Varnish finishes from the past offered a little protection, but not a lot. Newer finishes such as pre-catalyzed and post-catalyzed lacquers can offer a lot of protection against damage from cold glasses being set down with no coaster, as well as warm items like plates or coffee cups. Nothing HOT should be placed on any finished wooden furniture.
Great care should be taken when using solvents such as alcohol, nail polish remover, perfume/cologne, or any toxic chemical around fine furniture. Nail polish remover is nothing more than liquid paint/finish remover in a small bottle, and will remove finish in an instant. An investment in fine furniture can turn to a nightmare in a short time if the wrong liquid is spilled, or any other type of spill is not taken care of promptly. On the other hand, it can be an investment that will bring you enjoyment for years to come if cared for properly.
Polishing & Clean Up
The type of finish you have will determine the
method of polishing needed. With a linseed or teak oil finish only, dust and re-apply oil. With
older finishes that are just beginning to show their age, a polish with lemon
oil is appropriate. With newer lacquer or urethane finishes, applying oil is doing nothing more than
giving you that greasy feeling, and softening the finish which may get cloudy. Most polishes today have silicone in them as
well as wax. You should dust or clean before polishing. Contaminants are always
airborne in a home. Dust, grease from cooking, hand oils, etc. will always be
there. Dust first, THEN polish, so you don't grind in these elements.
One of the most frequently asked questions is, "How do I take care of my
furniture now that it's been refinished"? The fact that the furniture has
been refinished and now has an adequate protective coating is in itself, very
helpful. A good protective coating reduces the exchange of moisture between the
wood and the air, which helps eliminate expansion and contraction of the wood,
which can lead to cracking, warping, and failure of glue joints.

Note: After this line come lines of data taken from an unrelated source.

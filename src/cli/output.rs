use serde::Serialize;

use crate::model::project::Project;
use crate::model::task::{Status, Task};
use crate::ops::board::BoardView;

#[derive(Serialize)]
struct ProjectListJson<'a> {
    active: &'a str,
    projects: &'a [Project],
}

#[derive(Serialize)]
struct ColumnJson<'a> {
    status: Status,
    label: &'static str,
    count: usize,
    tasks: Vec<&'a Task>,
}

#[derive(Serialize)]
struct BoardJson<'a> {
    #[serde(skip_serializing_if = "Option::is_none")]
    project: Option<&'a Project>,
    #[serde(skip_serializing_if = "Option::is_none")]
    query: Option<&'a str>,
    columns: Vec<ColumnJson<'a>>,
}

#[derive(Serialize)]
struct TaskListJson<'a> {
    count: usize,
    tasks: &'a [&'a Task],
}

pub fn print_projects(projects: &[Project], active_id: &str, json: bool) -> serde_json::Result<()> {
    if json {
        let out = ProjectListJson {
            active: active_id,
            projects,
        };
        println!("{}", serde_json::to_string_pretty(&out)?);
        return Ok(());
    }
    if projects.is_empty() {
        println!("no projects yet (try `tack project new <name>`)");
        return Ok(());
    }
    for project in projects {
        let marker = if project.id == active_id { "*" } else { " " };
        let mut line = format!(
            "{} {}  {} ({})",
            marker,
            project.id,
            project.name,
            project.theme_color.name()
        );
        if !project.description.is_empty() {
            line.push_str(&format!(" - {}", project.description));
        }
        println!("{}", line);
    }
    Ok(())
}

pub fn print_board(
    project: Option<&Project>,
    view: &BoardView,
    query: Option<&str>,
    json: bool,
) -> serde_json::Result<()> {
    if json {
        let out = BoardJson {
            project,
            query,
            columns: view
                .columns
                .iter()
                .map(|col| ColumnJson {
                    status: col.status,
                    label: col.status.label(),
                    count: col.tasks.len(),
                    tasks: col.tasks.clone(),
                })
                .collect(),
        };
        println!("{}", serde_json::to_string_pretty(&out)?);
        return Ok(());
    }

    match project {
        Some(p) => {
            print!("{}  {}", p.id, p.name);
            if let Some(q) = query {
                print!("  [search: {}]", q);
            }
            println!();
        }
        None => {
            println!("no project selected (try `tack project new <name>`)");
            return Ok(());
        }
    }

    for col in &view.columns {
        println!();
        println!("{} ({})", col.status.label(), col.tasks.len());
        for task in &col.tasks {
            println!("  {}", task_line(task));
        }
    }
    Ok(())
}

pub fn print_task(task: &Task, json: bool) -> serde_json::Result<()> {
    if json {
        println!("{}", serde_json::to_string_pretty(task)?);
        return Ok(());
    }
    println!("{}  {}", task.id, task.title);
    println!("  project: {}", task.project_id);
    println!("  status:  {}", task.status.label());
    if !task.description.is_empty() {
        println!("  description: {}", task.description);
    }
    if !task.tags.is_empty() {
        println!("  tags: {}", task.tags.join(", "));
    }
    if let Some(due) = task.due_date {
        println!("  due: {}", due);
    }
    if !task.checklist.is_empty() {
        println!("  checklist:");
        for item in &task.checklist {
            let mark = if item.completed { "x" } else { " " };
            println!("    [{}] {}  ({})", mark, item.text, item.id);
        }
    }
    Ok(())
}

pub fn print_task_list(tasks: &[&Task], json: bool) -> serde_json::Result<()> {
    if json {
        let out = TaskListJson {
            count: tasks.len(),
            tasks,
        };
        println!("{}", serde_json::to_string_pretty(&out)?);
        return Ok(());
    }
    if tasks.is_empty() {
        println!("no matching tasks");
        return Ok(());
    }
    for task in tasks {
        println!("{}  ({})", task_line(task), task.status.token());
    }
    Ok(())
}

fn task_line(task: &Task) -> String {
    let mut line = format!("{}  {}", task.id, task.title);
    if !task.tags.is_empty() {
        line.push_str(&format!(" [{}]", task.tags.join(", ")));
    }
    if let Some(due) = task.due_date {
        line.push_str(&format!(" due {}", due));
    }
    if !task.checklist.is_empty() {
        let done = task.checklist.iter().filter(|c| c.completed).count();
        line.push_str(&format!(" ({}/{})", done, task.checklist.len()));
    }
    line
}
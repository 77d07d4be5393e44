use crate::model::task::{Status, Task};

/// One column of the derived board view.
#[derive(Debug)]
pub struct BoardColumn<'a> {
    pub status: Status,
    pub tasks: Vec<&'a Task>,
}

/// The four-column view of a project's tasks. Derived state — never
/// persisted, always recomputable from the store.
#[derive(Debug)]
pub struct BoardView<'a> {
    pub columns: [BoardColumn<'a>; 4],
}

impl<'a> BoardView<'a> {
    pub fn column(&self, status: Status) -> &BoardColumn<'a> {
        // Status::ALL order matches the columns array.
        &self.columns[Status::ALL.iter().position(|s| *s == status).unwrap_or(0)]
    }

    /// Total visible tasks across all columns.
    pub fn len(&self) -> usize {
        self.columns.iter().map(|c| c.tasks.len()).sum()
    }

    pub fn is_empty(&self) -> bool {
        self.len() == 0
    }
}

/// Whether a task matches a search query: case-insensitive containment
/// on the title or any tag. An empty query matches everything.
pub fn task_matches(task: &Task, query: &str) -> bool {
    if query.is_empty() {
        return true;
    }
    let needle = query.to_lowercase();
    task.title.to_lowercase().contains(&needle)
        || task.tags.iter().any(|tag| tag.to_lowercase().contains(&needle))
}

/// Derive the four-column board for one project, filtered by `query`.
///
/// A task is visible iff it belongs to `active_project_id` and matches
/// the query. Visible tasks are partitioned by status; each column
/// preserves the tasks' relative order from the source collection.
pub fn filter_and_group<'a>(
    tasks: &'a [Task],
    active_project_id: &str,
    query: &str,
) -> BoardView<'a> {
    let mut columns = Status::ALL.map(|status| BoardColumn {
        status,
        tasks: Vec::new(),
    });

    for task in tasks {
        if task.project_id != active_project_id || !task_matches(task, query) {
            continue;
        }
        if let Some(col) = columns.iter_mut().find(|c| c.status == task.status) {
            col.tasks.push(task);
        }
    }

    BoardView { columns }
}

#[cfg(test)]
mod tests {
    use super::*;
    use pretty_assertions::assert_eq;

    fn task(id: &str, project: &str, title: &str, status: Status, tags: &[&str]) -> Task {
        Task {
            id: id.into(),
            project_id: project.into(),
            title: title.into(),
            description: String::new(),
            status,
            tags: tags.iter().map(|t| t.to_string()).collect(),
            due_date: None,
            checklist: vec![],
            created_at: 0,
        }
    }

    fn sample_tasks() -> Vec<Task> {
        vec![
            task("t1", "p1", "Review scope", Status::Todo, &["Design"]),
            task("t2", "p1", "Usability test", Status::InProgress, &["Research"]),
            task("t3", "p1", "Culture workshop", Status::Testing, &[]),
            task("t4", "p2", "Take Coco to a vet", Status::Todo, &["Pet"]),
            task("t5", "p1", "Ship the release", Status::Todo, &[]),
        ]
    }

    fn ids<'a>(col: &'a BoardColumn<'a>) -> Vec<&'a str> {
        col.tasks.iter().map(|t| t.id.as_str()).collect()
    }

    #[test]
    fn empty_query_partitions_exactly_the_project_tasks() {
        let tasks = sample_tasks();
        let view = filter_and_group(&tasks, "p1", "");
        assert_eq!(view.len(), 4);
        assert_eq!(ids(view.column(Status::Todo)), vec!["t1", "t5"]);
        assert_eq!(ids(view.column(Status::InProgress)), vec!["t2"]);
        assert_eq!(ids(view.column(Status::Testing)), vec!["t3"]);
        assert!(view.column(Status::Complete).tasks.is_empty());
    }

    #[test]
    fn partitions_are_disjoint_and_exhaustive() {
        let tasks = sample_tasks();
        let view = filter_and_group(&tasks, "p1", "");
        let mut seen: Vec<&str> = Vec::new();
        for col in &view.columns {
            for t in &col.tasks {
                assert_eq!(t.status, col.status);
                assert!(!seen.contains(&t.id.as_str()));
                seen.push(&t.id);
            }
        }
        let expected: Vec<&str> = tasks
            .iter()
            .filter(|t| t.project_id == "p1")
            .map(|t| t.id.as_str())
            .collect();
        seen.sort_unstable();
        let mut expected = expected;
        expected.sort_unstable();
        assert_eq!(seen, expected);
    }

    #[test]
    fn other_projects_are_never_visible() {
        let tasks = sample_tasks();
        let view = filter_and_group(&tasks, "p2", "");
        assert_eq!(view.len(), 1);
        assert_eq!(ids(view.column(Status::Todo)), vec!["t4"]);
    }

    #[test]
    fn unknown_project_yields_an_empty_board() {
        let tasks = sample_tasks();
        assert!(filter_and_group(&tasks, "p9", "").is_empty());
        assert!(filter_and_group(&tasks, "", "").is_empty());
    }

    #[test]
    fn title_search_is_case_insensitive() {
        let tasks = sample_tasks();
        for query in ["scope", "SCOPE", "Scope"] {
            let view = filter_and_group(&tasks, "p1", query);
            assert_eq!(ids(view.column(Status::Todo)), vec!["t1"], "query {query}");
        }
    }

    #[test]
    fn tag_search_is_case_insensitive() {
        let tasks = sample_tasks();
        let view = filter_and_group(&tasks, "p1", "research");
        assert_eq!(view.len(), 1);
        assert_eq!(ids(view.column(Status::InProgress)), vec!["t2"]);
    }

    #[test]
    fn search_never_leaks_across_projects() {
        let tasks = sample_tasks();
        // "Pet" only matches t4, which belongs to p2.
        assert!(filter_and_group(&tasks, "p1", "pet").is_empty());
    }

    #[test]
    fn column_order_follows_source_order() {
        let mut tasks = sample_tasks();
        // Prepend a newer todo task, as the store does.
        tasks.insert(0, task("t6", "p1", "Kickoff", Status::Todo, &[]));
        let view = filter_and_group(&tasks, "p1", "");
        assert_eq!(ids(view.column(Status::Todo)), vec!["t6", "t1", "t5"]);
    }

    #[test]
    fn grouping_is_pure_and_repeatable() {
        let tasks = sample_tasks();
        let a = filter_and_group(&tasks, "p1", "e");
        let b = filter_and_group(&tasks, "p1", "e");
        for (ca, cb) in a.columns.iter().zip(b.columns.iter()) {
            assert_eq!(ids(ca), ids(cb));
        }
    }
}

This is why in addition to the multiple coats of finish we apply to all exposed
surfaces, we make sure to apply at least one coat of finish to areas you don't
even see, like the underside of table tops, inside dresser casings, and under
the seats.
Once all this protective finish is applied to your furniture, the only thing
left to do is to protect the finish.
The lacquer finish we apply requires very
little care. Use a good quality polish on all exposed surfaces about four times
a year. Use a water-emulsified furniture polish. A water-emulsified furniture
polish cleans oily based dirt as well as water-soluble dirt like food. Some
examples of this type of polish is Guardsman or Pledge. Make sure you always
buff off any excess polish with a dry rag every time you apply it. Otherwise,
you are sure to get a wax build-up. If you do get a wax build-up after time, you
can use Murphy's Oil Soap diluted with warm water to clean off the build-up,
then re-polish to get the shine back. This sometimes takes more than one
application. Murphy's Oil is a soap that you dilute with water, has been around
for years, and can be purchased in most stores.
What polish should you buy? Most polishes today are fairly similar, but some are better than others. We tend to recommend Old English Lemon Crème in the aerosol can. It freshens up the look and has a mild abrasive in it to remove some of the old wax previously applied. It leaves a smooth look and is not greasy when wiped off with a clean rag after spreading.